When the switch is depressed to the click point, it will steer the 
wheels A=B=on signal to an updown, input controlled by the wheels turn 
direction to drive the count.up and count.down inputs.  The updown is 
restricted to a 0-7 range, and decoded by a bitslicer whose 3 output 
lines are the sel's for a mux8 which has the jog size setp'd to its 8 
inputs. When the button is released the timedelay eventually times out 
and disables the wheel. Currently set for a 10 second timeout. More time 
is obtained by pressing the button again w/o moving the wheel.  With the 
range clamped, for largest jog, just press button & spin cw, back to 
minimum, press button and spin ccw.

I think each of us likely has his own take on how a wheel should work, 
and my back, already tired from the housework (but the microwave is 
fixed hoooooraayyy!) is limiting my time at the machine as that forces 
me to stand and lots of walking around it, so my code isn't working yet 
because I tested it with halshow without either the wheels or the 
switches hooked up.  So I have some logic that needs inverted and the 
timedelay re-routed. I suspect my code is 3x the complexity of that for 
a single wheel pendent. And I also suspect that the wheel reading parts 
may have to be moved to the faster servo-thread else counts might be 
missed at a 100hz sample rate. The wheel can be turned faster than one 
rev/second. That, or speed up my "jog-thread" to 500hz, as cpu loading 
doesn't seem to be growing that much with a 100hz thread.
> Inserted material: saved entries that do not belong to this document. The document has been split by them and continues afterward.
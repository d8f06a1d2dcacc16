//! Charm-style CLI prompts using cliclack

use crate::commerce::{validate_access_token, validate_store_url, ConfigChecker};
use crate::config::EventsSettings;
use crate::error::ConfigError;
use crate::events::{EventMetadata, EventProvider, HttpEventsClient};
use crate::manifest::ProjectManifest;
use crate::naming::validate_action_name;
use crate::plugin::AioPluginInstaller;
use crate::product::ProductConfig;
use crate::version::validate_version;
use crate::wizard::{
    validate_required, EventsAccess, GuideMenuChoice, MainMenuChoice, PipelineOptions,
    ProjectDetails, StoreCredentials, Wizard, WizardPrompts,
};
use anyhow::{Context, Result};
use std::path::{Path, PathBuf};

const ACTION_NAME_PROMPT: &str =
    "What do you want to name the serverless runtime action for listening to selected event(s)?";

/// CLI arguments for the create command
#[derive(Debug, Clone, Default)]
pub struct CreateArgs {
    /// Project folder; defaults to the current directory
    pub dest_folder: Option<PathBuf>,

    /// Generate from the manifest on disk without asking anything
    pub skip_prompt: bool,

    /// Generate from this manifest instead of running the wizard
    pub extension_manifest: Option<PathBuf>,
}

/// `WizardPrompts` rendered with cliclack
#[derive(Default)]
pub struct CliclackPrompts {
    spinner: Option<cliclack::ProgressBar>,
}

impl WizardPrompts for CliclackPrompts {
    fn overview(&mut self, text: &str) -> Result<()> {
        cliclack::note("Commerce Events Extension Template Overview", text)?;
        Ok(())
    }

    fn info(&mut self, message: &str) -> Result<()> {
        cliclack::log::info(message)?;
        Ok(())
    }

    fn warning(&mut self, message: &str) -> Result<()> {
        cliclack::log::warning(message)?;
        Ok(())
    }

    fn success(&mut self, message: &str) -> Result<()> {
        cliclack::log::success(message)?;
        Ok(())
    }

    fn error(&mut self, message: &str) -> Result<()> {
        cliclack::log::error(message)?;
        Ok(())
    }

    fn start_progress(&mut self, message: &str) {
        let spinner = cliclack::spinner();
        spinner.start(message);
        self.spinner = Some(spinner);
    }

    fn stop_progress(&mut self, message: &str) {
        if let Some(spinner) = self.spinner.take() {
            spinner.stop(message);
        }
    }

    fn project_details(&mut self, defaults: &ProjectDetails) -> Result<ProjectDetails> {
        let mut name = cliclack::input("What do you want to name your extension?")
            .validate(|input: &String| validate_required(input));
        if !defaults.name.is_empty() {
            name = name.default_input(&defaults.name);
        }
        let name: String = name.interact()?;

        let mut description =
            cliclack::input("Please provide a short description of your extension:")
                .validate(|input: &String| validate_required(input));
        if !defaults.description.is_empty() {
            description = description.default_input(&defaults.description);
        }
        let description: String = description.interact()?;

        let version: String = cliclack::input("What version would you like to start with?")
            .default_input(&defaults.version)
            .validate(|input: &String| validate_version(input))
            .interact()?;

        Ok(ProjectDetails {
            name,
            description,
            version,
        })
    }

    fn main_menu(&mut self, offer_plugin: bool) -> Result<MainMenuChoice> {
        let mut select = cliclack::select("What would you like to do next?")
            .item(
                MainMenuChoice::AddFromCommerceInstance,
                "Add event listener for the event provider configured in your Adobe Commerce store",
                "",
            )
            .item(
                MainMenuChoice::AddFromEventProvider,
                "Add event listener for an existing Commerce event provider",
                "",
            );

        if offer_plugin {
            select = select.item(
                MainMenuChoice::InstallPlugin,
                "Subscribe to events automatically during deployment",
                "",
            );
        }

        let choice = select
            .item(MainMenuChoice::Done, "I'm done", "")
            .item(MainMenuChoice::Guide, "I don't know", "")
            .interact()?;
        Ok(choice)
    }

    fn guide_menu(&mut self) -> Result<GuideMenuChoice> {
        let choice = cliclack::select("What about this then?")
            .item(GuideMenuChoice::DemoProject, "Try a demo project", "")
            .item(GuideMenuChoice::FindHelp, "Find some help", "")
            .item(GuideMenuChoice::GoBack, "Go back", "")
            .interact()?;
        Ok(choice)
    }

    fn store_credentials(&mut self) -> Result<StoreCredentials> {
        let store_url: String = cliclack::input("Enter Store URL:")
            .placeholder("https://")
            .validate(|input: &String| validate_store_url(input).map_err(|e| e.to_string()))
            .interact()?;

        let access_token: String = cliclack::input("Enter Access Token:")
            .validate(|input: &String| validate_access_token(input).map_err(|e| e.to_string()))
            .interact()?;

        Ok(StoreCredentials {
            store_url,
            access_token,
        })
    }

    fn confirm_retry(&mut self) -> Result<bool> {
        let retry = cliclack::confirm("Retry again?")
            .initial_value(false)
            .interact()?;
        Ok(retry)
    }

    fn select_provider(&mut self, providers: &[EventProvider]) -> Result<String> {
        let mut select =
            cliclack::select("Please select an event provider to fetch event codes of interest:");
        for provider in providers {
            select = select.item(provider.id.clone(), &provider.label, &provider.instance_id);
        }
        let provider_id = select.filter_mode().interact()?;
        Ok(provider_id)
    }

    fn select_events(&mut self, events: &[EventMetadata]) -> Result<Vec<usize>> {
        let mut multi = cliclack::multiselect("Select event codes of interest:");
        for (idx, event) in events.iter().enumerate() {
            multi = multi.item(idx, event.display_label(), "");
        }
        let selected = multi.required(false).interact()?;
        Ok(selected)
    }

    fn action_name(&mut self, default: Option<&str>, taken: bool) -> Result<String> {
        let message = if taken {
            format!("The name is already taken. {}", ACTION_NAME_PROMPT)
        } else {
            ACTION_NAME_PROMPT.to_string()
        };

        let mut input =
            cliclack::input(message).validate(|input: &String| validate_action_name(input));
        if let Some(default) = default {
            input = input.default_input(default);
        }
        let name: String = input.interact()?;
        Ok(name)
    }

    fn confirm_plugin_install(&mut self, plugin_name: &str) -> Result<bool> {
        let install = cliclack::confirm(format!(
            "Do you want to subscribe to specified events automatically during the deploy phase? \
             This will install {}.",
            plugin_name
        ))
        .initial_value(false)
        .interact()?;
        Ok(install)
    }

    fn confirm_open_docs(&mut self, _url: &str) -> Result<bool> {
        let open = cliclack::confirm("Open the documentation in your browser?")
            .initial_value(false)
            .interact()?;
        Ok(open)
    }

    fn show_manifest(&mut self, manifest_json: &str) -> Result<()> {
        cliclack::note("Extension Manifest for Code Pre-generation", manifest_json)?;
        Ok(())
    }

    fn next_steps(&mut self, steps: &[String]) -> Result<()> {
        println!();
        println!("  Next steps");
        println!();

        for (i, step) in steps.iter().enumerate() {
            println!("  {}.  {}", i + 1, step);
        }

        cliclack::outro("Sample code files have been generated.")?;
        Ok(())
    }
}

/// Run the CLI with interactive prompts
pub async fn run<C: ProductConfig>(config: &C, args: CreateArgs, cli_version: &str) -> Result<()> {
    cliclack::intro(format!("{} v{}", config.display_name(), cli_version))?;

    // Step 1: Resolve the project folder
    let project_dir = select_directory(&args)?;

    // Step 2: Load an injected manifest, if any
    let injected_manifest = match &args.extension_manifest {
        Some(path) => Some(load_injected_manifest(path)?),
        None => None,
    };

    // Step 3: Connect to I/O Events; only the listener paths need it
    let events = connect_events(config, &project_dir);
    if let Err(e) = &events {
        tracing::debug!("I/O Events access unavailable: {}", e);
    }

    // Step 4: Run the wizard pipeline
    let installer = AioPluginInstaller::new(config.plugin_name());
    let mut prompts = CliclackPrompts::default();
    let report = Wizard::new(
        config,
        &mut prompts,
        ConfigChecker::new(config.user_agent()),
        events,
        &installer,
    )
    .run(PipelineOptions {
        project_dir,
        skip_prompt: args.skip_prompt,
        injected_manifest,
    })
    .await?;

    tracing::debug!(
        "Generated {} file(s), manifest at {:?}",
        report.files.len(),
        report.manifest_path
    );
    Ok(())
}

fn select_directory(args: &CreateArgs) -> Result<PathBuf> {
    let current_dir = std::env::current_dir().unwrap_or_else(|_| PathBuf::from("."));

    let path = match &args.dest_folder {
        Some(dir) if dir.is_absolute() => dir.clone(),
        Some(dir) => current_dir.join(dir),
        None => current_dir,
    };

    if !path.exists() {
        std::fs::create_dir_all(&path)
            .with_context(|| format!("Failed to create directory: {}", path.display()))?;
        cliclack::log::info(format!("Created directory: {}", path.display()))?;
    } else if !path.is_dir() {
        anyhow::bail!("Not a directory: {}", path.display());
    }

    Ok(path)
}

fn load_injected_manifest(path: &Path) -> Result<ProjectManifest> {
    if !path.is_file() {
        anyhow::bail!("Extension manifest not found: {}", path.display());
    }
    let manifest = ProjectManifest::load(path)?;
    cliclack::log::info(format!("Using extension manifest {}", path.display()))?;
    Ok(manifest)
}

fn connect_events<C: ProductConfig>(
    config: &C,
    project_dir: &Path,
) -> Result<EventsAccess<HttpEventsClient>, ConfigError> {
    let settings = EventsSettings::from_env(config, project_dir)?;
    Ok(EventsAccess {
        client: HttpEventsClient::new(&settings, config.user_agent()),
        org_id: settings.project.org.id.clone(),
    })
}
Full opengl video would help also as the halmeter response is noticeably 
slow. But my questions on that to the debian-arm list have been ignored, 
twice now.  Does anyone here have a better video drive set up and 
working on a pi with the jessie install as base, kept uptodate daily?

Thanks everybody

Cheers, Gene Heskett
-- 
"There are four boxes to be used in defense of liberty:
 soap, ballot, jury, and ammo. Please use in that order."